Provided material>
Content starts
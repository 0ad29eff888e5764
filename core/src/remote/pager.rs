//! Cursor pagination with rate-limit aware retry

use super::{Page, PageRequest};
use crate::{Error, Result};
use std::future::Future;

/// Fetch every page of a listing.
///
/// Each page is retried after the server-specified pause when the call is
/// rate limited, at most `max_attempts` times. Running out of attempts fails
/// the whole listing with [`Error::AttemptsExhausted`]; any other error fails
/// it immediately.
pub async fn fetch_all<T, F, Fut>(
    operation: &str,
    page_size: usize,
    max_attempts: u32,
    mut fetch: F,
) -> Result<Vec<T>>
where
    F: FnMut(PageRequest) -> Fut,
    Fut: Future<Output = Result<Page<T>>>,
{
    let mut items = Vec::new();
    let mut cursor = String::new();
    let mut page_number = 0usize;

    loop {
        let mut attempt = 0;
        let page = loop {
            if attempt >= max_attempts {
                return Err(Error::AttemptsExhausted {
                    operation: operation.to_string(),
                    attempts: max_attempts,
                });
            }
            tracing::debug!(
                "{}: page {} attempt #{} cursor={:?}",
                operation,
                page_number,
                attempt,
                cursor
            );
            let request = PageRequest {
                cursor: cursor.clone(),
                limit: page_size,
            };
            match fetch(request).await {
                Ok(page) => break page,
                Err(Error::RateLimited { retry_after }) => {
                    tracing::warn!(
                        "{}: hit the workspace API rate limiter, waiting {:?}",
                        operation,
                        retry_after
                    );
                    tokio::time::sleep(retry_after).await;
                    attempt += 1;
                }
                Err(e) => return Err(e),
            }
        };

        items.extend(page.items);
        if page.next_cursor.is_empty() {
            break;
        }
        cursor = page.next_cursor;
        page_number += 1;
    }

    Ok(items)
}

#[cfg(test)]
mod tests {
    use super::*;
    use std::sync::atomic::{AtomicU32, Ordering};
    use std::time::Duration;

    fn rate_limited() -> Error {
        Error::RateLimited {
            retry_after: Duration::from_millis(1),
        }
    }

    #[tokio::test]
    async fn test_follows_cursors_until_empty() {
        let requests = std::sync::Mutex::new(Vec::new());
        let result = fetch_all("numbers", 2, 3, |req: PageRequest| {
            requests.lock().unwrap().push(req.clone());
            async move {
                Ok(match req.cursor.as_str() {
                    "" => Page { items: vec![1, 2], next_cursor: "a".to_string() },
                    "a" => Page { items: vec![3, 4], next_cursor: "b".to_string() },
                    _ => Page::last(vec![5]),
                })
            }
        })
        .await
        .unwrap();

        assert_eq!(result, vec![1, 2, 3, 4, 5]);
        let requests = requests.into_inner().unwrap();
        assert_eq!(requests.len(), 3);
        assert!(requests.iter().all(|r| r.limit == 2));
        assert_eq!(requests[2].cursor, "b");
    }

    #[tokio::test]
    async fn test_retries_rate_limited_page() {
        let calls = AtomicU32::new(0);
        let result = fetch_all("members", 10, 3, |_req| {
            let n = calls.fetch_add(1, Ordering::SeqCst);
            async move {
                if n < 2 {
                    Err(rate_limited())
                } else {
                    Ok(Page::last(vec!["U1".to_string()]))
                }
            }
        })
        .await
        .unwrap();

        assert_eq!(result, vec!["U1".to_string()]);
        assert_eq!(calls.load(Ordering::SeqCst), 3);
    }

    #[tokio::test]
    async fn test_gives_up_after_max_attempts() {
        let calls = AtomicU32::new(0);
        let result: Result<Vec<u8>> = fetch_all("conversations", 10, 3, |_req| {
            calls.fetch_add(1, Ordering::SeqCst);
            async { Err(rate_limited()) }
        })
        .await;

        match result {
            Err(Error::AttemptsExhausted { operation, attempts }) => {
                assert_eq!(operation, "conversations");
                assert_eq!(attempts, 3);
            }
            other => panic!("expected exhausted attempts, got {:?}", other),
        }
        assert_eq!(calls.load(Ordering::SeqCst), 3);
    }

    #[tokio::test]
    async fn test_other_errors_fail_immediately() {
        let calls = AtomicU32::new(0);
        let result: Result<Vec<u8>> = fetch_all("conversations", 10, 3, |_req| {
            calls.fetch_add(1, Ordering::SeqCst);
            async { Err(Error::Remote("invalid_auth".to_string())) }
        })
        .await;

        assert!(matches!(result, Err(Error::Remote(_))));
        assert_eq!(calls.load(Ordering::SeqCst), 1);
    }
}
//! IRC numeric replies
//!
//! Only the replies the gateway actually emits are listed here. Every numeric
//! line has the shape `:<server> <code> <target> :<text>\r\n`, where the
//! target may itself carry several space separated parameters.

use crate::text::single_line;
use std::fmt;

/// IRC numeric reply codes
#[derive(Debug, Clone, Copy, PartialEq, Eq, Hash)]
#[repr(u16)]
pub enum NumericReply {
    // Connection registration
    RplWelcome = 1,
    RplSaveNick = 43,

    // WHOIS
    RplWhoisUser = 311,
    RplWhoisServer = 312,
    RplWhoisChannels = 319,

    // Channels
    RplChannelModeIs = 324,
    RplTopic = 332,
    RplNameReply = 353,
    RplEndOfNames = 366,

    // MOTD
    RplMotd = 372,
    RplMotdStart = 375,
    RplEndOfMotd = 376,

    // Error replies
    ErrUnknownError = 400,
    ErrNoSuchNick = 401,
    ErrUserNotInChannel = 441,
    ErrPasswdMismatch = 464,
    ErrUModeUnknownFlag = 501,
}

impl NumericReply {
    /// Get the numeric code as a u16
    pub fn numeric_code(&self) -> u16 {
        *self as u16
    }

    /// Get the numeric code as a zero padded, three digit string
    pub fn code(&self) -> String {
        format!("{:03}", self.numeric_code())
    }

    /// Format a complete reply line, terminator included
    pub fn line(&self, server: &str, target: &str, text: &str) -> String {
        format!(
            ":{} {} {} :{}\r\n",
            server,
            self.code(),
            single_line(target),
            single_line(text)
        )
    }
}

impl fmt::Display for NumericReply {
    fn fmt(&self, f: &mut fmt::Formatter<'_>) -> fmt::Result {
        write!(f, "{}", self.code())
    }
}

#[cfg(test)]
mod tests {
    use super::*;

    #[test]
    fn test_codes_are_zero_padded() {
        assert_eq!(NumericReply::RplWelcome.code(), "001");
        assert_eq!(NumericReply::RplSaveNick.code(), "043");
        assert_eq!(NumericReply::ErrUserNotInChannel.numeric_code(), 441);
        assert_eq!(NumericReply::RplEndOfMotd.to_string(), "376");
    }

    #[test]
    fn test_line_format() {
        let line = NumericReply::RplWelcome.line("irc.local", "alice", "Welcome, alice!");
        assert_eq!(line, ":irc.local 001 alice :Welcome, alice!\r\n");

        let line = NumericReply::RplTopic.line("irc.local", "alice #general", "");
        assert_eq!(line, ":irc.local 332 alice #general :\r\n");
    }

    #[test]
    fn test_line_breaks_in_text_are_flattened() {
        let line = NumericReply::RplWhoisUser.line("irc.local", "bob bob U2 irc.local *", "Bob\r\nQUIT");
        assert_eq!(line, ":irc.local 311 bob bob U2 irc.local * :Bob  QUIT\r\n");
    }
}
Content ends
Problem details> Transcribe the whole listing exactly.

Response to this task>
repository 0ad29eff888e5764
filename core/src/remote/pager.rs
//! Cursor pagination with rate-limit aware retry

use super::{Page, PageRequest};
use crate::{Error, Result};
use std::future::Future;

/// Fetch every page of a listing.
///
/// Each page is retried after the server-specified pause when the call is
/// rate limited, at most `max_attempts` times. Running out of attempts fails
/// the whole listing with [`Error::AttemptsExhausted`]; any other error fails
/// it immediately.
pub async fn fetch_all<T, F, Fut>(
    operation: &str,
    page_size: usize,
    max_attempts: u32,
    mut fetch: F,
) -> Result<Vec<T>>
where
    F: FnMut(PageRequest) -> Fut,
    Fut: Future<Output = Result<Page<T>>>,
{
    let mut items = Vec::new();
    let mut cursor = String::new();
    let mut page_number = 0usize;

    loop {
        let mut attempt = 0;
        let page = loop {
            if attempt >= max_attempts {
                return Err(Error::AttemptsExhausted {
                    operation: operation.to_string(),
                    attempts: max_attempts,
                });
            }
            tracing::debug!(
                "{}: page {} attempt #{} cursor={:?}",
                operation,
                page_number,
                attempt,
                cursor
            );
            let request = PageRequest {
                cursor: cursor.clone(),
                limit: page_size,
            };
            match fetch(request).await {
                Ok(page) => break page,
                Err(Error::RateLimited { retry_after }) => {
                    tracing::warn!(
                        "{}: hit the workspace API rate limiter, waiting {:?}",
                        operation,
                        retry_after
                    );
                    tokio::time::sleep(retry_after).await;
                    attempt += 1;
                }
                Err(e) => return Err(e),
            }
        };

        items.extend(page.items);
        if page.next_cursor.is_empty() {
            break;
        }
        cursor = page.next_cursor;
        page_number += 1;
    }

    Ok(items)
}

#[cfg(test)]
mod tests {
    use super::*;
    use std::sync::atomic::{AtomicU32, Ordering};
    use std::time::Duration;

    fn rate_limited() -> Error {
        Error::RateLimited {
            retry_after: Duration::from_millis(1),
        }
    }

    #[tokio::test]
    async fn test_follows_cursors_until_empty() {
        let requests = std::sync::Mutex::new(Vec::new());
        let result = fetch_all("numbers", 2, 3, |req: PageRequest| {
            requests.lock().unwrap().push(req.clone());
            async move {
                Ok(match req.cursor.as_str() {
                    "" => Page { items: vec![1, 2], next_cursor: "a".to_string() },
                    "a" => Page { items: vec![3, 4], next_cursor: "b".to_string() },
                    _ => Page::last(vec![5]),
                })
            }
        })
        .await
        .unwrap();

        assert_eq!(result, vec![1, 2, 3, 4, 5]);
        let requests = requests.into_inner().unwrap();
        assert_eq!(requests.len(), 3);
        assert!(requests.iter().all(|r| r.limit == 2));
        assert_eq!(requests[2].cursor, "b");
    }

    #[tokio::test]
    async fn test_retries_rate_limited_page() {
        let calls = AtomicU32::new(0);
        let result = fetch_all("members", 10, 3, |_req| {
            let n = calls.fetch_add(1, Ordering::SeqCst);
            async move {
                if n < 2 {
                    Err(rate_limited())
                } else {
                    Ok(Page::last(vec!["U1".to_string()]))
                }
            }
        })
        .await
        .unwrap();

        assert_eq!(result, vec!["U1".to_string()]);
        assert_eq!(calls.load(Ordering::SeqCst), 3);
    }

    #[tokio::test]
    async fn test_gives_up_after_max_attempts() {
        let calls = AtomicU32::new(0);
        let result: Result<Vec<u8>> = fetch_all("conversations", 10, 3, |_req| {
            calls.fetch_add(1, Ordering::SeqCst);
            async { Err(rate_limited()) }
        })
        .await;

        match result {
            Err(Error::AttemptsExhausted { operation, attempts }) => {
                assert_eq!(operation, "conversations");
                assert_eq!(attempts, 3);
            }
            other => panic!("expected exhausted attempts, got {:?}", other),
        }
        assert_eq!(calls.load(Ordering::SeqCst), 3);
    }

    #[tokio::test]
    async fn test_other_errors_fail_immediately() {
        let calls = AtomicU32::new(0);
        let result: Result<Vec<u8>> = fetch_all("conversations", 10, 3, |_req| {
            calls.fetch_add(1, Ordering::SeqCst);
            async { Err(Error::Remote("invalid_auth".to_string())) }
        })
        .await;

        assert!(matches!(result, Err(Error::Remote(_))));
        assert_eq!(calls.load(Ordering::SeqCst), 1);
    }
}
//! IRC numeric replies
//!
//! Only the replies the gateway actually emits are listed here. Every numeric
//! line has the shape `:<server> <code> <target> :<text>\r\n`, where the
//! target may itself carry several space separated parameters.

use crate::text::single_line;
use std::fmt;

/// IRC numeric reply codes
#[derive(Debug, Clone, Copy, PartialEq, Eq, Hash)]
#[repr(u16)]
pub enum NumericReply {
    // Connection registration
    RplWelcome = 1,
    RplSaveNick = 43,

    // WHOIS
    RplWhoisUser = 311,
    RplWhoisServer = 312,
    RplWhoisChannels = 319,

    // Channels
    RplChannelModeIs = 324,
    RplTopic = 332,
    RplNameReply = 353,
    RplEndOfNames = 366,

    // MOTD
    RplMotd = 372,
    RplMotdStart = 375,
    RplEndOfMotd = 376,

    // Error replies
    ErrUnknownError = 400,
    ErrNoSuchNick = 401,
    ErrUserNotInChannel = 441,
    ErrPasswdMismatch = 464,
    ErrUModeUnknownFlag = 501,
}

impl NumericReply {
    /// Get the numeric code as a u16
    pub fn numeric_code(&self) -> u16 {
        *self as u16
    }

    /// Get the numeric code as a zero padded, three digit string
    pub fn code(&self) -> String {
        format!("{:03}", self.numeric_code())
    }

    /// Format a complete reply line, terminator included
    pub fn line(&self, server: &str, target: &str, text: &str) -> String {
        format!(
            ":{} {} {} :{}\r\n",
            server,
            self.code(),
            single_line(target),
            single_line(text)
        )
    }
}

impl fmt::Display for NumericReply {
    fn fmt(&self, f: &mut fmt::Formatter<'_>) -> fmt::Result {
        write!(f, "{}", self.code())
    }
}

#[cfg(test)]
mod tests {
    use super::*;

    #[test]
    fn test_codes_are_zero_padded() {
        assert_eq!(NumericReply::RplWelcome.code(), "001");
        assert_eq!(NumericReply::RplSaveNick.code(), "043");
        assert_eq!(NumericReply::ErrUserNotInChannel.numeric_code(), 441);
        assert_eq!(NumericReply::RplEndOfMotd.to_string(), "376");
    }

    #[test]
    fn test_line_format() {
        let line = NumericReply::RplWelcome.line("irc.local", "alice", "Welcome, alice!");
        assert_eq!(line, ":irc.local 001 alice :Welcome, alice!\r\n");

        let line = NumericReply::RplTopic.line("irc.local", "alice #general", "");
        assert_eq!(line, ":irc.local 332 alice #general :\r\n");
    }

    #[test]
    fn test_line_breaks_in_text_are_flattened() {
        let line = NumericReply::RplWhoisUser.line("irc.local", "bob bob U2 irc.local *", "Bob\r\nQUIT");
        assert_eq!(line, ":irc.local 311 bob bob U2 irc.local * :Bob  QUIT\r\n");
    }
}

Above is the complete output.